Wednesday, May 25, 2011
As Memorial Day approaches, I clean the grill.
Remembering the heady fragrance of grilling ribeye steaks, chicken, lobster, shrimp and baby octopus energizes me as I brush away the leaves and dust that have gathered on the cover. With happy memories of grilled artichokes, carrots, broccoli and shiitake mushrooms, I sweep away cobwebs that have gathered in the briquets.
But I know that once I have reconnected with the grill, I will find it difficult to stand in front of the stove and labor indoors.
So before I give myself over to the sweet slavery of grilling, I'll make a farewell dinner of spaghetti and garlic shrimp.
Spaghetti and Shrimp
Yield: 4 servings
Time: 30 minutes
1 pound shrimp, washed, shelled and deveined
1 pound spaghetti
2 cloves garlic, peeled, finely chopped
2 tablespoons yellow onion, peeled, finely chopped
1/4 cup Italian parsley, washed, dried, leaves only, finely chopped
3 tablespoon sweet butter
2 tablespoons olive oil
1 teaspoon Kosher salt
1 cup pasta water
Sea salt and black pepper to taste
1/2 cup freshly grated Parmesan
To help with timing the dish, make the pasta first.

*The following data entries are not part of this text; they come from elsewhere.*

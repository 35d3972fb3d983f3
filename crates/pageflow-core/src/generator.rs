//! Generador de definiciones: `RawFlowDefinition` -> `PageFlowDefinition`.
//!
//! Valida la forma cruda (campos obligatorios, referencias entre estados,
//! nombres reservados) y resuelve cada referencia a acción/guard en un
//! `ActionBinding`. Nunca se construye una instancia a partir de una
//! definición inválida: todo error se reporta antes de devolver la definición.

use std::collections::HashSet;

use indexmap::IndexMap;
use serde_json::json;

use crate::action::ActionBinding;
use crate::constants::{is_reserved_event, is_reserved_state, ENGINE_VERSION};
use crate::definition::{PageFlowDefinition, RawAction, RawFlowDefinition, RawState, StateDefinition, StateKind,
                        Transition};
use crate::errors::PageFlowError;
use crate::hashing::hash_value;

pub struct PageFlowGenerator<'a> {
    flow_id: &'a str,
}

impl<'a> PageFlowGenerator<'a> {
    pub fn new(flow_id: &'a str) -> Self {
        Self { flow_id }
    }

    pub fn generate(&self, raw: &RawFlowDefinition) -> Result<PageFlowDefinition, PageFlowError> {
        if self.flow_id.trim().is_empty() {
            return Err(self.invalid("flow ID must not be empty"));
        }
        if raw.first_state.trim().is_empty() {
            return Err(self.invalid("firstState must not be empty"));
        }

        let mut states: IndexMap<String, StateDefinition> = IndexMap::new();
        for s in &raw.view_state {
            let view = match s.view.as_deref() {
                Some(v) if !v.trim().is_empty() => v.to_string(),
                _ => return Err(self.invalid(&format!("view state '{}' requires a view", s.name))),
            };
            self.add_state(&mut states, s, StateKind::View { view })?;
        }
        for s in &raw.action_state {
            if s.view.is_some() {
                return Err(self.invalid(&format!("action state '{}' must not declare a view", s.name)));
            }
            self.add_state(&mut states, s, StateKind::Action)?;
        }

        let last_state = match &raw.last_state {
            Some(last) => {
                if last.view.trim().is_empty() {
                    return Err(self.invalid(&format!("last state '{}' requires a view", last.name)));
                }
                let as_state = RawState { name: last.name.clone(),
                                          view: Some(last.view.clone()),
                                          transition: Vec::new(),
                                          entry: last.entry.clone(),
                                          exit: last.exit.clone(),
                                          activity: last.activity.clone() };
                self.add_state(&mut states, &as_state, StateKind::View { view: last.view.clone() })?;
                Some(last.name.clone())
            }
            None => None,
        };

        if !states.contains_key(&raw.first_state) {
            return Err(self.invalid(&format!("firstState '{}' is not a declared state", raw.first_state)));
        }
        for state in states.values() {
            for t in &state.transitions {
                if !states.contains_key(&t.next_state) {
                    return Err(self.invalid(&format!("transition '{}' from '{}' targets undeclared state '{}'",
                                                     t.event, state.name, t.next_state)));
                }
            }
        }

        let initial = self.binding(raw.initial.as_ref(), "initial")?;
        let final_action = self.binding(raw.final_action.as_ref(), "final")?;

        let definition = PageFlowDefinition { flow_id: self.flow_id.to_string(),
                                              first_state: raw.first_state.clone(),
                                              last_state,
                                              states,
                                              initial,
                                              final_action,
                                              definition_hash: self.definition_hash(raw)? };
        log::debug!("generated flow '{}' ({} states, hash {})",
                    definition.flow_id,
                    definition.len(),
                    definition.definition_hash);
        Ok(definition)
    }

    fn add_state(&self,
                 states: &mut IndexMap<String, StateDefinition>,
                 raw: &RawState,
                 kind: StateKind)
                 -> Result<(), PageFlowError> {
        let name = raw.name.trim();
        if name.is_empty() {
            return Err(self.invalid("state name must not be empty"));
        }
        if is_reserved_state(name) {
            return Err(PageFlowError::ReservedState { flow_id: self.flow_id.to_string(),
                                                      state: name.to_string() });
        }
        if states.contains_key(name) {
            return Err(self.invalid(&format!("state '{name}' is declared more than once")));
        }

        let mut seen_events: HashSet<&str> = HashSet::new();
        let mut transitions = Vec::with_capacity(raw.transition.len());
        for t in &raw.transition {
            let event = t.event.trim();
            if event.is_empty() {
                return Err(self.invalid(&format!("a transition of state '{name}' has no event")));
            }
            if is_reserved_event(event) {
                return Err(PageFlowError::ReservedEvent { flow_id: self.flow_id.to_string(),
                                                          event: event.to_string() });
            }
            if !seen_events.insert(event) {
                return Err(self.invalid(&format!("state '{name}' declares event '{event}' more than once")));
            }
            let next_state = t.next_state.trim();
            if next_state.is_empty() {
                return Err(self.invalid(&format!("transition '{event}' of state '{name}' has no nextState")));
            }
            if is_reserved_state(next_state) {
                return Err(PageFlowError::ReservedState { flow_id: self.flow_id.to_string(),
                                                          state: next_state.to_string() });
            }
            transitions.push(Transition { event: event.to_string(),
                                          next_state: next_state.to_string(),
                                          action: self.binding(t.action.as_ref(), "action")?,
                                          guard: self.binding(t.guard.as_ref(), "guard")? });
        }

        states.insert(name.to_string(),
                      StateDefinition { name: name.to_string(),
                                        kind,
                                        transitions,
                                        entry: self.binding(raw.entry.as_ref(), "entry")?,
                                        exit: self.binding(raw.exit.as_ref(), "exit")?,
                                        activity: self.binding(raw.activity.as_ref(), "activity")? });
        Ok(())
    }

    fn binding(&self, raw: Option<&RawAction>, role: &str) -> Result<Option<ActionBinding>, PageFlowError> {
        match raw {
            None => Ok(None),
            Some(a) if a.method.trim().is_empty() => Err(self.invalid(&format!("{role} action requires a method"))),
            Some(a) => Ok(Some(ActionBinding::resolve(self.flow_id, a))),
        }
    }

    fn definition_hash(&self, raw: &RawFlowDefinition) -> Result<String, PageFlowError> {
        let raw_json = serde_json::to_value(raw).map_err(|e| self.invalid(&e.to_string()))?;
        Ok(hash_value(&json!({
            "engine_version": ENGINE_VERSION,
            "flow_id": self.flow_id,
            "definition": raw_json,
        })))
    }

    fn invalid(&self, reason: &str) -> PageFlowError {
        PageFlowError::InvalidDefinition { flow_id: self.flow_id.to_string(),
                                           reason: reason.to_string() }
    }
}

#[cfg(test)]
mod tests {
    use super::*;

    fn counter_yaml() -> &'static str {
        r#"
firstState: Counting
lastState:
  name: Finish
  view: Finish
viewState:
  - name: Counting
    view: Counter
    entry:
      method: setupCounter
    transition:
      - event: increase
        nextState: Counting
        action:
          method: increaseCounter
        guard:
          class: Guards
          method: belowLimit
      - event: finish
        nextState: Finish
"#
    }

    fn generate(yaml: &str) -> Result<PageFlowDefinition, PageFlowError> {
        let raw = RawFlowDefinition::from_yaml("Counter", yaml)?;
        PageFlowGenerator::new("Counter").generate(&raw)
    }

    #[test]
    fn generates_states_transitions_and_bindings() {
        let def = generate(counter_yaml()).unwrap();
        assert_eq!(def.first_state, "Counting");
        assert_eq!(def.last_state.as_deref(), Some("Finish"));
        assert_eq!(def.view_of("Counting"), Some("Counter"));
        let t = def.transition("Counting", "increase").unwrap();
        assert_eq!(t.action.as_ref().unwrap().handler_name(), "CounterAction::increaseCounter");
        assert_eq!(t.guard.as_ref().unwrap().handler_name(), "Guards::belowLimit");
        assert!(def.has_event("finish"));
        assert!(!def.has_event("end"));
        assert!(!def.has_event("bogus"));
        assert_eq!(def.events(), vec!["increase", "finish"]);
    }

    #[test]
    fn hash_is_stable_and_content_sensitive() {
        let a = generate(counter_yaml()).unwrap();
        let b = generate(counter_yaml()).unwrap();
        assert_eq!(a.definition_hash, b.definition_hash);
        let c = generate(&counter_yaml().replace("view: Counter", "view: Counter2")).unwrap();
        assert_ne!(a.definition_hash, c.definition_hash);
    }

    #[test]
    fn rejects_reserved_state_names() {
        let yaml = "firstState: initial\nviewState:\n  - name: initial\n    view: x\n";
        assert!(matches!(generate(yaml), Err(PageFlowError::ReservedState { ref state, .. }) if state == "initial"));

        let yaml = "firstState: A\nviewState:\n  - name: A\n    view: a\n    transition:\n      - event: go\n        nextState: final\n";
        assert!(matches!(generate(yaml), Err(PageFlowError::ReservedState { ref state, .. }) if state == "final"));
    }

    #[test]
    fn rejects_reserved_event_names() {
        for event in ["entry", "exit", "start", "do", "end"] {
            let yaml = format!("firstState: A\nviewState:\n  - name: A\n    view: a\n    transition:\n      - event: {event}\n        nextState: A\n");
            assert!(matches!(generate(&yaml), Err(PageFlowError::ReservedEvent { event: ref e, .. }) if e == event),
                    "event {event} should be rejected");
        }
    }

    #[test]
    fn rejects_structural_mistakes() {
        let cases = [
            // firstState vacío
            "firstState: ''\nviewState:\n  - name: A\n    view: a\n",
            // firstState no declarado
            "firstState: B\nviewState:\n  - name: A\n    view: a\n",
            // estado de vista sin vista
            "firstState: A\nviewState:\n  - name: A\n",
            // estado de acción con vista
            "firstState: A\nactionState:\n  - name: A\n    view: a\n",
            // destino inexistente
            "firstState: A\nviewState:\n  - name: A\n    view: a\n    transition:\n      - event: go\n        nextState: Z\n",
            // evento duplicado
            "firstState: A\nviewState:\n  - name: A\n    view: a\n    transition:\n      - event: go\n        nextState: A\n      - event: go\n        nextState: A\n",
            // estado duplicado
            "firstState: A\nviewState:\n  - name: A\n    view: a\nactionState:\n  - name: A\n",
            // método vacío
            "firstState: A\nviewState:\n  - name: A\n    view: a\n    entry:\n      method: ''\n",
        ];
        for yaml in cases {
            assert!(matches!(generate(yaml), Err(PageFlowError::InvalidDefinition { .. })),
                    "should reject:\n{yaml}");
        }
    }
}
//! Definiciones de page-flows: forma cruda (entrada declarativa) y grafo
//! inmutable generado a partir de ella.

pub mod raw;
pub mod types;

pub use raw::{RawAction, RawFlowDefinition, RawLastState, RawState, RawTransition};
pub use types::{PageFlowDefinition, StateDefinition, StateKind, Transition};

Bring a galon of water to boil in a large stock pot. Add the kosher salt and the pasta. Every five minutes use tongs to stir the pasta to keep it separated. Place a strainer in the sink along with a heat-proof cup to capture 1 cup of pasta water. In ten minutes or until the pasta is al dente (firm to the bite), strain the pasta and reserve the cup of pasta water.
Return to the pasta to the still hot pot. Add 1 tablespoon sweet butter and 1 teaspoon olive oil, season with 1/4 teaspoon each freshly ground black pepper and sea salt. Stir well with tongs. Lay a piece of aluminum foil over the top of the pot to help the pasta retain heat.

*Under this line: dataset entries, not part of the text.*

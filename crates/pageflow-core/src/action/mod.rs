//! Despacho de acciones.
//!
//! Una acción se identifica por `class` + `method`. El motor no conoce los
//! handlers: recibe un `ActionInvoker` (normalmente un `ActionRegistry`) y le
//! delega cada invocación con un `ActionContext` que expone el flujo en curso,
//! el evento que disparó la invocación y el payload de la petición.

mod binding;
mod context;
mod registry;

pub use binding::{default_action_class, ActionBinding};
pub use context::{ActionContext, ActionOutcome};
pub use registry::{ActionFn, ActionHandler, ActionInvoker, ActionRegistry, MethodTable};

In a large chefs pan, heat 1 tablespoon olive oil and saute the shrimp until lightly pink. Remove the cooked shrimp from the pan. Add the garlic, onion and parsley and saute over a medium flame until lightly browned. Stir well to prevent burning. Add 2 tablespoons sweet butter and 2 teaspoons olive oil. Heat and add 1/2 cup pasta water.
Simmer and taste. Add sea salt and pepper as needed.
Add the cooked pasta and shrimp. Stir well to coat with the sauce. Add small amounts of pasta water as needed. Toss well and serve with grated Parmesan.
Sprinkle 1/4 cup toasted bread crumbs on the pasta before adding the grated cheese.
Toss the pasta with 2 tablespoons finely chopped, crisp bacon.
Add 1/4 teaspoon pepper flakes for heat.
Saute 4 shiitake mushrooms, washed, thinly sliced with the garlic, onions and parsley.
Saute 1 cup corn kernels with the garlic, onions and parsley.
Instead of shrimp, use lobster or scallops.
Thursday, May 12, 2011
We just received an email from Santa Barbara Blueberries, a farm a few miles north of Santa Barbara on I-5. The farm will open their doors (gates?) to u-pickers on May 28th. If you sign up on the web site, you can come a week earlier on May 21st.
On a trip up north last year, we discovered what locals have known for years: stopping to pick your own blueberries is one of the best features of the area.
When I was growing up, my mom’s favorite thing to do when we hit the road was to stop at the roadside stands and buy fruit and vegetables from the local farmers. What she dearly loved was when we could actually stop at the farm and do the picking ourselves.
One of her favorite places to visit was Cherry Valley, east of Los Angeles, where she would find an orchard that would let us kids climb up the ladders, buckets in hand, and pick and eat as many cherries as we could handle.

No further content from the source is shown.